Alexis E Te, Terrence R Malloy, Barry S Stein, James C Ulchaker, Unyime O Nseyo, Mahmood A Hai
BJU International 2006, 97 (6): 1229-33

UNLABELLED: In a multicentre study from the USA, 3-year results of the high-power KTP laser prostatectomy are presented. The authors used preoperative PSA level as a marker of prostate volume and assessed its potential predictive value on the level of clinical efficacy for treating symptomatic BPH. They found that the overall results from the technique were positive and durable, and suggested that there was a significant difference in efficacy between patients presenting with a total PSA of <6 or >6 ng/mL. Many patients who have had a radical prostatectomy are followed for a prolonged period and several observations are presented from an Italian study of urinary incontinence. The authors present their detailed results, finding a considerable trend in incontinence and anastomotic stricture, which decreased over time.

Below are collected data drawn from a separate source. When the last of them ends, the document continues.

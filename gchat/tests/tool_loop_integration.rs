use std::sync::{Arc, Mutex};

use chrono::NaiveDate;
use futures_util::StreamExt;
use gcatalog::Storefront;
use gcatalog::tools::chat_registry;
use gchat::prelude::*;
use gprovider::{
    BoxedEventStream, Message, ModelProvider, ModelRequest, ModelResponse, OutputItem,
    ProviderError, ProviderFuture, ProviderId, StopReason, StreamEvent, TokenUsage, ToolCall,
    VecEventStream,
};

/// Asks for one tool on the first round, then echoes the last tool output.
#[derive(Debug)]
struct ToolLoopProvider {
    call: ToolCall,
    requests: Mutex<Vec<ModelRequest>>,
}

impl ToolLoopProvider {
    fn new(name: &str, arguments: &str) -> Self {
        Self {
            call: ToolCall {
                id: "tool_call_1".to_string(),
                name: name.to_string(),
                arguments: arguments.to_string(),
            },
            requests: Mutex::new(Vec::new()),
        }
    }

    fn respond(&self, request: &ModelRequest) -> ModelResponse {
        self.requests.lock().expect("requests lock").push(request.clone());

        match request.tool_results.last() {
            None => ModelResponse {
                provider: ProviderId::OpenAi,
                model: request.model.clone(),
                output: vec![OutputItem::ToolCall(self.call.clone())],
                stop_reason: StopReason::ToolUse,
                usage: TokenUsage::default(),
            },
            Some(result) => ModelResponse::text(
                ProviderId::OpenAi,
                request.model.clone(),
                format!("tool said: {}", result.output),
            ),
        }
    }
}

impl ModelProvider for ToolLoopProvider {
    fn id(&self) -> ProviderId {
        ProviderId::OpenAi
    }

    fn complete<'a>(
        &'a self,
        request: ModelRequest,
    ) -> ProviderFuture<'a, Result<ModelResponse, ProviderError>> {
        Box::pin(async move { Ok(self.respond(&request)) })
    }

    fn stream<'a>(
        &'a self,
        request: ModelRequest,
    ) -> ProviderFuture<'a, Result<BoxedEventStream<'a>, ProviderError>> {
        Box::pin(async move {
            let response = self.respond(&request);
            let mut events = Vec::new();
            for call in response.tool_calls() {
                events.push(Ok(StreamEvent::ToolCallDelta(call)));
            }
            let text = response.assistant_text();
            if !text.is_empty() {
                events.push(Ok(StreamEvent::TextDelta(text)));
            }
            events.push(Ok(StreamEvent::ResponseComplete(response)));

            Ok(Box::pin(VecEventStream::new(events)) as BoxedEventStream<'a>)
        })
    }
}

/// Always requests another tool call.
#[derive(Debug, Default)]
struct RelentlessProvider {
    rounds: Mutex<usize>,
}

impl ModelProvider for RelentlessProvider {
    fn id(&self) -> ProviderId {
        ProviderId::OpenAi
    }

    fn complete<'a>(
        &'a self,
        request: ModelRequest,
    ) -> ProviderFuture<'a, Result<ModelResponse, ProviderError>> {
        Box::pin(async move {
            let mut rounds = self.rounds.lock().expect("rounds lock");
            *rounds += 1;
            Ok(ModelResponse {
                provider: ProviderId::OpenAi,
                model: request.model,
                output: vec![
                    OutputItem::Message(Message::assistant(format!("round {rounds}"))),
                    OutputItem::ToolCall(ToolCall {
                        id: format!("call_{rounds}"),
                        name: "check_stock".to_string(),
                        arguments: r#"{"product_name":"laptop"}"#.to_string(),
                    }),
                ],
                stop_reason: StopReason::ToolUse,
                usage: TokenUsage::default(),
            })
        })
    }

    fn stream<'a>(
        &'a self,
        _request: ModelRequest,
    ) -> ProviderFuture<'a, Result<BoxedEventStream<'a>, ProviderError>> {
        Box::pin(async { Err(ProviderError::other("streaming is not scripted")) })
    }
}

fn runtime() -> Arc<dyn ToolRuntime> {
    let as_of = NaiveDate::from_ymd_opt(2026, 3, 14)
        .and_then(|date| date.and_hms_opt(9, 30, 0))
        .expect("valid timestamp");
    let registry = chat_registry(Arc::new(Storefront::demo(as_of))).expect("tools register");
    Arc::new(DefaultToolRuntime::new(Arc::new(registry)))
}

#[tokio::test]
async fn simple_chat_runs_requested_tool_and_returns_follow_up_text() {
    let provider = Arc::new(ToolLoopProvider::new(
        "check_stock",
        r#"{"product_name":"laptop"}"#,
    ));
    let service = ChatService::builder(provider.clone())
        .tool_runtime(runtime())
        .build();

    let reply = service.simple_chat("is the laptop in stock?").await.expect("chat works");
    assert_eq!(reply, "tool said: laptop: 43 units In Stock");

    let requests = provider.requests.lock().expect("requests lock");
    assert_eq!(requests.len(), 2);
    assert_eq!(requests[0].tools.len(), 6);
    assert_eq!(requests[1].tool_calls, vec![provider.call.clone()]);
    assert_eq!(requests[1].tool_results[0].tool_call_id, "tool_call_1");
}

#[tokio::test]
async fn malformed_tool_arguments_are_reported_inline() {
    let provider = Arc::new(ToolLoopProvider::new("calculate_shipping", "{oops"));
    let service = ChatService::builder(provider).tool_runtime(runtime()).build();

    let reply = service.simple_chat("ship it").await.expect("chat works");
    assert!(reply.starts_with("tool said: Error: invalid JSON arguments"));
}

#[tokio::test]
async fn unknown_tool_becomes_inline_error_and_stream_completes() {
    let provider = Arc::new(ToolLoopProvider::new("get_weather", "{}"));
    let service = ChatService::builder(provider).tool_runtime(runtime()).build();

    let frames: Vec<ChatFrame> = service
        .stream_chat(vec![Message::user("weather?")], CancellationToken::new())
        .collect()
        .await;

    assert_eq!(frames.len(), 2);
    match &frames[0] {
        ChatFrame::Content(text) => {
            assert!(text.starts_with("tool said: Error: tool 'get_weather' is not registered"))
        }
        other => panic!("expected content, got {other:?}"),
    }
    assert_eq!(frames[1], ChatFrame::Done);
}

#[tokio::test]
async fn tool_loop_stops_at_round_trip_limit() {
    let provider = Arc::new(RelentlessProvider::default());
    let service = ChatService::builder(provider.clone())
        .tool_runtime(runtime())
        .max_tool_round_trips(2)
        .build();

    let reply = service.simple_chat("loop forever").await.expect("chat works");
    assert_eq!(reply, "round 3");
    assert_eq!(*provider.rounds.lock().expect("rounds lock"), 3);
}

#[tokio::test]
async fn without_runtime_tool_calls_are_ignored() {
    let provider = Arc::new(RelentlessProvider::default());
    let service = ChatService::builder(provider.clone()).build();

    let reply = service.simple_chat("hi").await.expect("chat works");
    assert_eq!(reply, "round 1");
}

OBJECTIVE: To report the 3-year results and analyse whether total prostate-specific antigen (tPSA) levels and prostate volume before treatment can predict the level of clinical efficacy of photoselective vaporization prostatectomy (PVP) for treating obstructive benign prostatic disease, as high-power potassium-titanyl-phosphate (KTP) laser prostatectomy was previously shown to be safe and to efficiently vaporize prostatic adenoma secondary to benign prostatic hyperplasia (BPH), with minimal bleeding and morbidity.

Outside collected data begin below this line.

//! Redacting wrapper for API keys held in memory.

use std::fmt::{Debug, Formatter};

#[derive(PartialEq, Eq)]
pub struct SecretString {
    value: String,
}

impl SecretString {
    pub fn new(value: impl Into<String>) -> Self {
        Self {
            value: value.into(),
        }
    }

    pub fn expose(&self) -> &str {
        self.value.as_str()
    }

    pub fn is_empty(&self) -> bool {
        self.value.trim().is_empty()
    }
}

impl Clone for SecretString {
    fn clone(&self) -> Self {
        Self::new(self.value.clone())
    }
}

impl Debug for SecretString {
    fn fmt(&self, f: &mut Formatter<'_>) -> std::fmt::Result {
        f.write_str("[REDACTED]")
    }
}

impl Drop for SecretString {
    fn drop(&mut self) {
        // SAFETY: zero bytes are valid UTF-8.
        unsafe {
            self.value.as_mut_vec().fill(0);
        }
    }
}
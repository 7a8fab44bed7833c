pub mod mock;
pub mod openai_compat;
//! Storefront datasets: featured products, stock, shipping rates, support topics.

use chrono::NaiveDateTime;

use crate::{Money, ProductCatalog, ShippingLedger};

/// Units on hand for one product key.
#[derive(Debug, Clone, PartialEq, Eq)]
pub struct StockEntry {
    pub units: u32,
    pub status: String,
}

#[derive(Debug, Clone, Default)]
pub struct StockLedger {
    entries: Vec<(String, StockEntry)>,
}

impl StockLedger {
    pub fn new(entries: impl IntoIterator<Item = (String, StockEntry)>) -> Self {
        Self {
            entries: entries.into_iter().collect(),
        }
    }

    pub fn demo() -> Self {
        let entry = |key: &str, units: u32| {
            (
                key.to_string(),
                StockEntry {
                    units,
                    status: "In Stock".to_string(),
                },
            )
        };

        Self::new([
            entry("smartphone", 156),
            entry("laptop", 43),
            entry("smartwatch", 892),
            entry("headphones", 234),
            entry("tablet", 67),
        ])
    }

    /// Case-insensitive lookup by product key.
    pub fn get(&self, key: &str) -> Option<&StockEntry> {
        let key = key.to_lowercase();
        self.entries
            .iter()
            .find(|(candidate, _)| *candidate == key)
            .map(|(_, entry)| entry)
    }

    pub fn keys(&self) -> impl Iterator<Item = &str> {
        self.entries.iter().map(|(key, _)| key.as_str())
    }
}

/// Flat per-destination base rate plus a per-kilogram surcharge.
#[derive(Debug, Clone)]
pub struct ShippingRates {
    regions: Vec<(Vec<String>, Money)>,
    international: Money,
    per_kg: Money,
}

impl ShippingRates {
    pub fn demo() -> Self {
        let region = |names: &[&str], cents: i64| {
            (
                names.iter().map(|name| name.to_string()).collect::<Vec<_>>(),
                Money::from_cents(cents),
            )
        };

        Self {
            regions: vec![
                region(&["domestic", "usa", "us"], 599),
                region(&["canada"], 1_299),
                region(&["europe"], 1_999),
                region(&["asia"], 2_499),
            ],
            international: Money::from_cents(2_999),
            per_kg: Money::from_cents(250),
        }
    }

    /// Base rate for `destination`; unknown destinations use the international rate.
    pub fn base_rate(&self, destination: &str) -> Money {
        let destination = destination.trim().to_lowercase();
        self.regions
            .iter()
            .find(|(names, _)| names.iter().any(|name| *name == destination))
            .map(|(_, rate)| *rate)
            .unwrap_or(self.international)
    }

    /// Base rate plus the per-kilogram surcharge. `None` when the total does
    /// not fit in a [`Money`].
    pub fn quote(&self, weight_kg: f64, destination: &str) -> Option<Money> {
        let surcharge =
            Money::try_from_dollars_f64(weight_kg * self.per_kg.cents() as f64 / 100.0)?;
        self.base_rate(destination).checked_add(surcharge)
    }
}

#[derive(Debug, Clone)]
pub struct SupportDirectory {
    topics: Vec<(String, String)>,
    general: String,
}

impl SupportDirectory {
    pub fn demo() -> Self {
        let topic = |key: &str, text: &str| (key.to_string(), text.to_string());

        Self {
            topics: vec![
                topic(
                    "warranty",
                    "All GadgetsInc products come with a 2-year manufacturer warranty. Contact support at support@gadgetsinc.com for warranty claims.",
                ),
                topic(
                    "return",
                    "30-day return policy for all products. Items must be in original condition. Return shipping is free for defective items.",
                ),
                topic(
                    "repair",
                    "We offer repair services for all our products. Schedule a repair appointment at gadgetsinc.com/repair or call 1-800-GADGETS.",
                ),
                topic(
                    "shipping",
                    "Free shipping on orders over $99. Standard shipping takes 3-5 business days. Express shipping available for next-day delivery.",
                ),
                topic(
                    "payment",
                    "We accept all major credit cards, PayPal, and Apple Pay. Financing options available for purchases over $500.",
                ),
                topic(
                    "contact",
                    "Customer Service: 1-800-GADGETS (1-800-423-4387), Email: support@gadgetsinc.com, Hours: Mon-Fri 8AM-8PM EST",
                ),
            ],
            general: "For general support questions, please contact our customer service team at 1-800-GADGETS or support@gadgetsinc.com. Available topics: warranty, return, repair, shipping, payment, contact.".to_string(),
        }
    }

    pub fn get(&self, topic: &str) -> Option<&str> {
        let topic = topic.to_lowercase();
        self.topics
            .iter()
            .find(|(key, _)| *key == topic)
            .map(|(_, text)| text.as_str())
    }

    /// The topic text, or the general contact message for unknown topics.
    pub fn lookup(&self, topic: &str) -> &str {
        self.get(topic).unwrap_or(&self.general)
    }
}

/// Everything the storefront tools read. Built once and shared behind `Arc`.
#[derive(Debug, Clone)]
pub struct Storefront {
    pub catalog: ProductCatalog,
    pub stock: StockLedger,
    pub rates: ShippingRates,
    pub support: SupportDirectory,
    pub ledger: ShippingLedger,
    featured: Vec<(String, u32)>,
}

impl Storefront {
    pub fn demo(as_of: NaiveDateTime) -> Self {
        let featured = [
            ("smartphone", 1001),
            ("laptop", 1002),
            ("smartwatch", 1003),
            ("headphones", 1004),
            ("tablet", 1005),
        ]
        .into_iter()
        .map(|(key, number)| (key.to_string(), number))
        .collect();

        Self {
            catalog: ProductCatalog::demo(),
            stock: StockLedger::demo(),
            rates: ShippingRates::demo(),
            support: SupportDirectory::demo(),
            ledger: ShippingLedger::new(as_of),
            featured,
        }
    }

    pub fn as_of(&self) -> NaiveDateTime {
        self.ledger.as_of()
    }

    /// Product keys accepted by `product_info`, in display order.
    pub fn featured_keys(&self) -> impl Iterator<Item = &str> {
        self.featured.iter().map(|(key, _)| key.as_str())
    }

    /// One-line summary such as `GadgetsInc Laptop Pro - ... Price: $1,299`.
    pub fn product_info(&self, key: &str) -> Option<String> {
        let key = key.to_lowercase();
        let number = self
            .featured
            .iter()
            .find(|(candidate, _)| *candidate == key)
            .map(|(_, number)| *number)?;
        let product = self.catalog.get(number)?;

        Some(format!(
            "{} - {}. Price: {}",
            product.name,
            product.description,
            product.price.whole_dollars()
        ))
    }
}

#[cfg(test)]
mod tests {
    use chrono::NaiveDate;

    use super::*;

    fn as_of() -> NaiveDateTime {
        NaiveDate::from_ymd_opt(2026, 3, 14)
            .and_then(|date| date.and_hms_opt(9, 30, 0))
            .expect("valid timestamp")
    }

    #[test]
    fn product_info_matches_storefront_copy() {
        let storefront = Storefront::demo(as_of());
        assert_eq!(
            storefront.product_info("Laptop").as_deref(),
            Some(
                "GadgetsInc Laptop Pro - High-performance laptop with 16GB RAM, 1TB SSD, and 15-hour battery. Price: $1,299"
            )
        );
        assert!(storefront.product_info("drone").is_none());
    }

    #[test]
    fn shipping_quotes_add_weight_surcharge_in_cents() {
        let rates = ShippingRates::demo();
        let quote = |weight_kg, destination| {
            rates
                .quote(weight_kg, destination)
                .map(|cost| cost.to_string())
        };
        assert_eq!(quote(1.5, "domestic").as_deref(), Some("$9.74"));
        assert_eq!(quote(2.0, "Europe").as_deref(), Some("$24.99"));
        assert_eq!(quote(3.0, "asia").as_deref(), Some("$32.49"));
        assert_eq!(quote(1.0, "US").as_deref(), Some("$8.49"));
        assert_eq!(quote(0.0, "antarctica").as_deref(), Some("$29.99"));
    }

    #[test]
    fn quotes_that_overflow_are_refused() {
        let rates = ShippingRates::demo();
        assert_eq!(rates.quote(1e300, "europe"), None);
        assert_eq!(rates.quote(1e17, "europe"), None);
        assert!(rates.quote(1e6, "europe").is_some());
    }

    #[test]
    fn stock_and_support_lookups_ignore_case() {
        let stock = StockLedger::demo();
        assert_eq!(stock.get("SmartWatch").map(|entry| entry.units), Some(892));
        assert!(stock.get("drone").is_none());

        let support = SupportDirectory::demo();
        assert!(support.lookup("WARRANTY").starts_with("All GadgetsInc products"));
        assert!(support.lookup("billing").starts_with("For general support questions"));
    }
}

PATIENTS AND METHODS: From October 2001 to January 2003, 139 men (mean age 67.7 years, sd 8.7) diagnosed with obstructive lower urinary tract symptoms secondary to BPH, had PVP with an average 80 W of KTP laser energy, at six investigational centres. A subanalysis evaluating each patient for tPSA and prostate volume before PVP was conducted, with a long-term assessment of the primary efficacy outcomes at 3 years after PVP. Each patient was assigned to one of two subgroups according to the tPSA level (group 1, < or = 6.0 ng/mL; group 2 > or = 6.1 ng/mL) and evaluated separately. Each subgroup was assessed for changes from baseline in American Urological Symptom Index (AUA SI) score, quality of life (QoL) score, peak urinary flow rate (Q(max)), prostate volume, and postvoid residual urine volume (PVR) at 1, 2 and 3 years after PVP.

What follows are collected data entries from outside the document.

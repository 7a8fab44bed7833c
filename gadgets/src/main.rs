use anyhow::Result;
use clap::Parser;
use gadgets::config::Cli;
use tracing_subscriber::EnvFilter;

#[tokio::main]
async fn main() -> Result<()> {
    // stdout carries MCP traffic in stdio mode, so logs go to stderr.
    tracing_subscriber::fmt()
        .with_env_filter(
            EnvFilter::try_from_default_env().unwrap_or_else(|_| EnvFilter::new("info")),
        )
        .with_writer(std::io::stderr)
        .init();

    gadgets::run(Cli::parse()).await
}
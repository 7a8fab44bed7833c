//! Command-line and environment configuration.
//!
//! Every flag falls back to a `GADGETS_*` environment variable, so the same
//! binary can be driven from a shell or from a container manifest.
//!
//! ```rust
//! use clap::Parser;
//! use gadgets::config::{Backend, Cli, Command};
//!
//! let cli = Cli::try_parse_from(["gadgets", "chat", "--backend", "ollama"]).expect("valid args");
//! let Command::Chat(args) = cli.command else { panic!("expected chat") };
//! assert_eq!(args.backend.backend, Backend::Ollama);
//! ```

use std::net::SocketAddr;

use clap::{ArgAction, Args, Parser, Subcommand, ValueEnum};
use gchat::DEFAULT_MAX_TOOL_ROUND_TRIPS;
use gprovider::adapters::openai_compat::{
    OLLAMA_BASE_URL, OLLAMA_DEFAULT_MODEL, OPENAI_BASE_URL, OPENAI_DEFAULT_MODEL,
};

pub const DEFAULT_CHAT_BIND: &str = "127.0.0.1:5080";
pub const DEFAULT_CATALOG_BIND: &str = "127.0.0.1:5081";
pub const DEFAULT_SHIPPING_BIND: &str = "127.0.0.1:5082";

#[derive(Debug, Parser)]
#[command(name = "gadgets", author, version, about = "GadgetsInc chat backend and tool servers")]
pub struct Cli {
    #[command(subcommand)]
    pub command: Command,
}

#[derive(Debug, Subcommand)]
pub enum Command {
    /// Serve the chat API backed by one completion backend.
    Chat(ChatArgs),
    /// Serve the product catalog tools over MCP.
    CatalogTools(ToolServerArgs),
    /// Serve the shipping and math tools over MCP.
    ShippingTools(ToolServerArgs),
}

#[derive(Debug, Clone, Copy, PartialEq, Eq, ValueEnum)]
pub enum Backend {
    /// Keyword rules, no network.
    Mock,
    /// Local Ollama runtime.
    Ollama,
    /// Hosted OpenAI-compatible endpoint.
    Openai,
}

#[derive(Debug, Clone, Args)]
pub struct ChatArgs {
    #[arg(long, env = "GADGETS_BIND", default_value = DEFAULT_CHAT_BIND)]
    pub bind: SocketAddr,

    #[command(flatten)]
    pub backend: BackendArgs,

    /// Upper bound on tool-call rounds per request.
    #[arg(long, env = "GADGETS_MAX_TOOL_ROUND_TRIPS", default_value_t = DEFAULT_MAX_TOOL_ROUND_TRIPS)]
    pub max_tool_round_trips: usize,
}

/// Connection settings for the completion backend. Only the fields of the
/// selected backend are read.
#[derive(Debug, Clone, Args)]
pub struct BackendArgs {
    #[arg(long, value_enum, env = "GADGETS_BACKEND", default_value_t = Backend::Mock)]
    pub backend: Backend,

    #[arg(long, env = "GADGETS_OLLAMA_URL", default_value = OLLAMA_BASE_URL)]
    pub ollama_url: String,

    #[arg(long, env = "GADGETS_OLLAMA_MODEL", default_value = OLLAMA_DEFAULT_MODEL)]
    pub ollama_model: String,

    #[arg(long, env = "GADGETS_OPENAI_BASE_URL", default_value = OPENAI_BASE_URL)]
    pub openai_base_url: String,

    #[arg(long, env = "GADGETS_OPENAI_API_KEY", hide_env_values = true)]
    pub openai_api_key: Option<String>,

    #[arg(long, env = "GADGETS_OPENAI_MODEL", default_value = OPENAI_DEFAULT_MODEL)]
    pub openai_model: String,

    /// Simulate backend latency in mock mode (500 ms per reply, 50 ms per word).
    #[arg(long, env = "GADGETS_MOCK_LATENCY", default_value_t = true, action = ArgAction::Set)]
    pub mock_latency: bool,
}

impl Default for BackendArgs {
    fn default() -> Self {
        Self {
            backend: Backend::Mock,
            ollama_url: OLLAMA_BASE_URL.to_string(),
            ollama_model: OLLAMA_DEFAULT_MODEL.to_string(),
            openai_base_url: OPENAI_BASE_URL.to_string(),
            openai_api_key: None,
            openai_model: OPENAI_DEFAULT_MODEL.to_string(),
            mock_latency: true,
        }
    }
}

#[derive(Debug, Clone, Args)]
pub struct ToolServerArgs {
    /// Listen address; each tool server has its own default port.
    #[arg(long, env = "GADGETS_TOOLS_BIND")]
    pub bind: Option<SocketAddr>,

    /// Speak newline-delimited JSON-RPC on stdin/stdout instead of HTTP.
    #[arg(long, env = "GADGETS_STDIO")]
    pub stdio: bool,
}

#[cfg(test)]
mod tests {
    use super::*;

    fn parse(args: &[&str]) -> Command {
        Cli::try_parse_from(args).expect("arguments should parse").command
    }

    #[test]
    fn chat_defaults_to_mock_backend_with_demo_latency() {
        let Command::Chat(args) = parse(&["gadgets", "chat"]) else {
            panic!("expected chat command");
        };

        assert_eq!(args.bind, DEFAULT_CHAT_BIND.parse::<SocketAddr>().expect("addr"));
        assert_eq!(args.backend.backend, Backend::Mock);
        assert!(args.backend.mock_latency);
        assert_eq!(args.max_tool_round_trips, DEFAULT_MAX_TOOL_ROUND_TRIPS);
    }

    #[test]
    fn hosted_backend_flags_are_read() {
        let Command::Chat(args) = parse(&[
            "gadgets",
            "chat",
            "--backend",
            "openai",
            "--openai-api-key",
            "sk-test",
            "--openai-model",
            "gpt-4o",
            "--mock-latency",
            "false",
        ]) else {
            panic!("expected chat command");
        };

        assert_eq!(args.backend.backend, Backend::Openai);
        assert_eq!(args.backend.openai_api_key.as_deref(), Some("sk-test"));
        assert_eq!(args.backend.openai_model, "gpt-4o");
        assert!(!args.backend.mock_latency);
    }

    #[test]
    fn tool_servers_accept_stdio_and_bind() {
        let Command::CatalogTools(args) = parse(&["gadgets", "catalog-tools", "--stdio"]) else {
            panic!("expected catalog-tools command");
        };
        assert!(args.stdio);
        assert!(args.bind.is_none());

        let Command::ShippingTools(args) =
            parse(&["gadgets", "shipping-tools", "--bind", "0.0.0.0:9000"])
        else {
            panic!("expected shipping-tools command");
        };
        assert!(!args.stdio);
        assert_eq!(args.bind, Some("0.0.0.0:9000".parse().expect("addr")));
    }

    #[test]
    fn unknown_backend_is_rejected() {
        assert!(Cli::try_parse_from(["gadgets", "chat", "--backend", "bard"]).is_err());
    }
}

RESULTS: All tPSA subgroups had a sustained improvement in all efficacy outcomes maintained through the 3 years. There was a statistically significant difference in the level of improvement between groups 1 and 2 (P < 0.05) in AUA SI and Q(max) at 1, 2 and 3 years. The mean (sd) prostate volume for group 1 was 48.3 (16.7) mL (87 men), and was 83.1 (30.6) mL (52 men) in group 2. The mean percentage improvement in the AUA SI at 1, 2 and 3 years in group 1 and 2, respectively, was 86%, 92% and 85%, and 69%, 74% and 76%; the corresponding percentage improvement in Q(max) was 194%, 185% and 179%, and 124%, 145% and 139%, respectively. Overall treatment efficacy in all patients evaluated showed a mean 83%, 79%, 71% and 165% improvement in AUA SI, QoL, PVR and Q(max), respectively. Adverse events were minimal and the re-treatment rate was 4.3%.

CONCLUSIONS: These results suggest that there is a significant difference in efficacy in patients with a tPSA of < or = 6.0 ng/mL or > or = 6.1 ng/mL before PVP. However, the overall results achieved with PVP were very positive and durable to 3 years, irrespective of tPSA level and prostate volume.